Work request:
All of the data must be printed exactly; please include every line.

====

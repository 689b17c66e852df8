use crate::{AppState, handlers};
use axum::{Router, routing::get};

/// Authenticated Router Module
///
/// Pages for any logged-in visitor, role 0 or above. `create_router` wraps
/// this router in the `GuardDirective::authenticated()` layer: anonymous
/// visitors are redirected to `/400` and the requested path is remembered so
/// the login dialog can bring them back.
pub fn authenticated_routes() -> Router<AppState> {
    Router::<AppState>::new()
        // GET /account
        // The visitor's account center (profile, bookmarks, history).
        .route("/account", get(handlers::account_page))
        // GET /creator
        // Creator dashboard: the author's articles and their stats.
        .route("/creator", get(handlers::creator_page))
        // GET /editor
        // Article editor.
        .route("/editor", get(handlers::editor_page))
}
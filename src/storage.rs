use async_trait::async_trait;
use parking_lot::Mutex;
use std::{
    collections::{BTreeMap, HashMap},
    path::PathBuf,
    sync::Arc,
};
use tokio::fs;

use crate::error::StorageError;

/// Key holding the bearer token issued at login.
pub const TOKEN_KEY: &str = "token";
/// Key holding the serialized `User` identity record.
pub const USER_KEY: &str = "user";
pub const THEME_KEY: &str = "theme";

// 1. ClientStorage Contract
/// ClientStorage
///
/// Durable key/value storage on the visitor's side, the equivalent of the
/// browser's local storage. The session store keeps the token and identity
/// record here; the theme store keeps the UI preference.
///
/// Implementations swap freely: `FileStorage` for the running shell,
/// `MemoryStorage` for tests.
#[async_trait]
pub trait ClientStorage: Send + Sync {
    async fn get(&self, key: &str) -> Result<Option<String>, StorageError>;

    async fn set(&self, key: &str, value: &str) -> Result<(), StorageError>;

    /// Removing a missing key is not an error.
    async fn remove(&self, key: &str) -> Result<(), StorageError>;
}

// 2. The File-Backed Implementation
/// FileStorage
///
/// Keeps every key in a single JSON object on disk. Each write rewrites the
/// whole file; the async mutex serializes read-modify-write cycles.
pub struct FileStorage {
    path: PathBuf,
    lock: tokio::sync::Mutex<()>,
}

impl FileStorage {
    pub fn new(path: impl Into<PathBuf>) -> Self {
        Self {
            path: path.into(),
            lock: tokio::sync::Mutex::new(()),
        }
    }

    pub fn path(&self) -> &PathBuf {
        &self.path
    }

    async fn read_map(&self) -> Result<BTreeMap<String, String>, StorageError> {
        match fs::read_to_string(&self.path).await {
            Ok(json) if json.trim().is_empty() => Ok(BTreeMap::new()),
            Ok(json) => Ok(serde_json::from_str(&json)?),
            Err(e) if e.kind() == std::io::ErrorKind::NotFound => Ok(BTreeMap::new()),
            Err(e) => Err(e.into()),
        }
    }

    async fn write_map(&self, map: &BTreeMap<String, String>) -> Result<(), StorageError> {
        if let Some(parent) = self.path.parent() {
            if !parent.as_os_str().is_empty() {
                fs::create_dir_all(parent).await?;
            }
        }
        let json = serde_json::to_string_pretty(map)?;
        fs::write(&self.path, json).await?;
        Ok(())
    }
}

#[async_trait]
impl ClientStorage for FileStorage {
    async fn get(&self, key: &str) -> Result<Option<String>, StorageError> {
        let _guard = self.lock.lock().await;
        Ok(self.read_map().await?.remove(key))
    }

    async fn set(&self, key: &str, value: &str) -> Result<(), StorageError> {
        let _guard = self.lock.lock().await;
        let mut map = self.read_map().await?;
        map.insert(key.to_string(), value.to_string());
        self.write_map(&map).await
    }

    async fn remove(&self, key: &str) -> Result<(), StorageError> {
        let _guard = self.lock.lock().await;
        let mut map = self.read_map().await?;
        if map.remove(key).is_some() {
            self.write_map(&map).await?;
        }
        Ok(())
    }
}

// 3. The In-Memory Implementation (For Tests)
/// MemoryStorage
///
/// Process-local storage. `new_failing` simulates a storage backend that
/// rejects every operation (quota exceeded, private browsing, ...).
#[derive(Default)]
pub struct MemoryStorage {
    entries: Mutex<HashMap<String, String>>,
    should_fail: bool,
}

impl MemoryStorage {
    pub fn new() -> Self {
        Self::default()
    }

    pub fn new_failing() -> Self {
        Self {
            entries: Mutex::new(HashMap::new()),
            should_fail: true,
        }
    }

    /// Synchronous peek used by tests and diagnostics.
    pub fn snapshot(&self) -> HashMap<String, String> {
        self.entries.lock().clone()
    }
}

#[async_trait]
impl ClientStorage for MemoryStorage {
    async fn get(&self, key: &str) -> Result<Option<String>, StorageError> {
        if self.should_fail {
            return Err(StorageError::Unavailable);
        }
        Ok(self.entries.lock().get(key).cloned())
    }

    async fn set(&self, key: &str, value: &str) -> Result<(), StorageError> {
        if self.should_fail {
            return Err(StorageError::Unavailable);
        }
        self.entries
            .lock()
            .insert(key.to_string(), value.to_string());
        Ok(())
    }

    async fn remove(&self, key: &str) -> Result<(), StorageError> {
        if self.should_fail {
            return Err(StorageError::Unavailable);
        }
        self.entries.lock().remove(key);
        Ok(())
    }
}

/// StorageState
///
/// The shared handle type injected into the session and theme stores.
pub type StorageState = Arc<dyn ClientStorage>;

====

Your response:
repository 689b17c66e852df8
use crate::{AppState, handlers};
use axum::{Router, routing::get};

/// Authenticated Router Module
///
/// Pages for any logged-in visitor, role 0 or above. `create_router` wraps
/// this router in the `GuardDirective::authenticated()` layer: anonymous
/// visitors are redirected to `/400` and the requested path is remembered so
/// the login dialog can bring them back.
pub fn authenticated_routes() -> Router<AppState> {
    Router::<AppState>::new()
        // GET /account
        // The visitor's account center (profile, bookmarks, history).
        .route("/account", get(handlers::account_page))
        // GET /creator
        // Creator dashboard: the author's articles and their stats.
        .route("/creator", get(handlers::creator_page))
        // GET /editor
        // Article editor.
        .route("/editor", get(handlers::editor_page))
}
filename src/storage.rs
use async_trait::async_trait;
use parking_lot::Mutex;
use std::{
    collections::{BTreeMap, HashMap},
    path::PathBuf,
    sync::Arc,
};
use tokio::fs;

use crate::error::StorageError;

/// Key holding the bearer token issued at login.
pub const TOKEN_KEY: &str = "token";
/// Key holding the serialized `User` identity record.
pub const USER_KEY: &str = "user";
pub const THEME_KEY: &str = "theme";

// 1. ClientStorage Contract
/// ClientStorage
///
/// Durable key/value storage on the visitor's side, the equivalent of the
/// browser's local storage. The session store keeps the token and identity
/// record here; the theme store keeps the UI preference.
///
/// Implementations swap freely: `FileStorage` for the running shell,
/// `MemoryStorage` for tests.
#[async_trait]
pub trait ClientStorage: Send + Sync {
    async fn get(&self, key: &str) -> Result<Option<String>, StorageError>;

    async fn set(&self, key: &str, value: &str) -> Result<(), StorageError>;

    /// Removing a missing key is not an error.
    async fn remove(&self, key: &str) -> Result<(), StorageError>;
}

// 2. The File-Backed Implementation
/// FileStorage
///
/// Keeps every key in a single JSON object on disk. Each write rewrites the
/// whole file; the async mutex serializes read-modify-write cycles.
pub struct FileStorage {
    path: PathBuf,
    lock: tokio::sync::Mutex<()>,
}

impl FileStorage {
    pub fn new(path: impl Into<PathBuf>) -> Self {
        Self {
            path: path.into(),
            lock: tokio::sync::Mutex::new(()),
        }
    }

    pub fn path(&self) -> &PathBuf {
        &self.path
    }

    async fn read_map(&self) -> Result<BTreeMap<String, String>, StorageError> {
        match fs::read_to_string(&self.path).await {
            Ok(json) if json.trim().is_empty() => Ok(BTreeMap::new()),
            Ok(json) => Ok(serde_json::from_str(&json)?),
            Err(e) if e.kind() == std::io::ErrorKind::NotFound => Ok(BTreeMap::new()),
            Err(e) => Err(e.into()),
        }
    }

    async fn write_map(&self, map: &BTreeMap<String, String>) -> Result<(), StorageError> {
        if let Some(parent) = self.path.parent() {
            if !parent.as_os_str().is_empty() {
                fs::create_dir_all(parent).await?;
            }
        }
        let json = serde_json::to_string_pretty(map)?;
        fs::write(&self.path, json).await?;
        Ok(())
    }
}

#[async_trait]
impl ClientStorage for FileStorage {
    async fn get(&self, key: &str) -> Result<Option<String>, StorageError> {
        let _guard = self.lock.lock().await;
        Ok(self.read_map().await?.remove(key))
    }

    async fn set(&self, key: &str, value: &str) -> Result<(), StorageError> {
        let _guard = self.lock.lock().await;
        let mut map = self.read_map().await?;
        map.insert(key.to_string(), value.to_string());
        self.write_map(&map).await
    }

    async fn remove(&self, key: &str) -> Result<(), StorageError> {
        let _guard = self.lock.lock().await;
        let mut map = self.read_map().await?;
        if map.remove(key).is_some() {
            self.write_map(&map).await?;
        }
        Ok(())
    }
}

// 3. The In-Memory Implementation (For Tests)
/// MemoryStorage
///
/// Process-local storage. `new_failing` simulates a storage backend that
/// rejects every operation (quota exceeded, private browsing, ...).
#[derive(Default)]
pub struct MemoryStorage {
    entries: Mutex<HashMap<String, String>>,
    should_fail: bool,
}

impl MemoryStorage {
    pub fn new() -> Self {
        Self::default()
    }

    pub fn new_failing() -> Self {
        Self {
            entries: Mutex::new(HashMap::new()),
            should_fail: true,
        }
    }

    /// Synchronous peek used by tests and diagnostics.
    pub fn snapshot(&self) -> HashMap<String, String> {
        self.entries.lock().clone()
    }
}

#[async_trait]
impl ClientStorage for MemoryStorage {
    async fn get(&self, key: &str) -> Result<Option<String>, StorageError> {
        if self.should_fail {
            return Err(StorageError::Unavailable);
        }
        Ok(self.entries.lock().get(key).cloned())
    }

    async fn set(&self, key: &str, value: &str) -> Result<(), StorageError> {
        if self.should_fail {
            return Err(StorageError::Unavailable);
        }
        self.entries
            .lock()
            .insert(key.to_string(), value.to_string());
        Ok(())
    }

    async fn remove(&self, key: &str) -> Result<(), StorageError> {
        if self.should_fail {
            return Err(StorageError::Unavailable);
        }
        self.entries.lock().remove(key);
        Ok(())
    }
}

/// StorageState
///
/// The shared handle type injected into the session and theme stores.
pub type StorageState = Arc<dyn ClientStorage>;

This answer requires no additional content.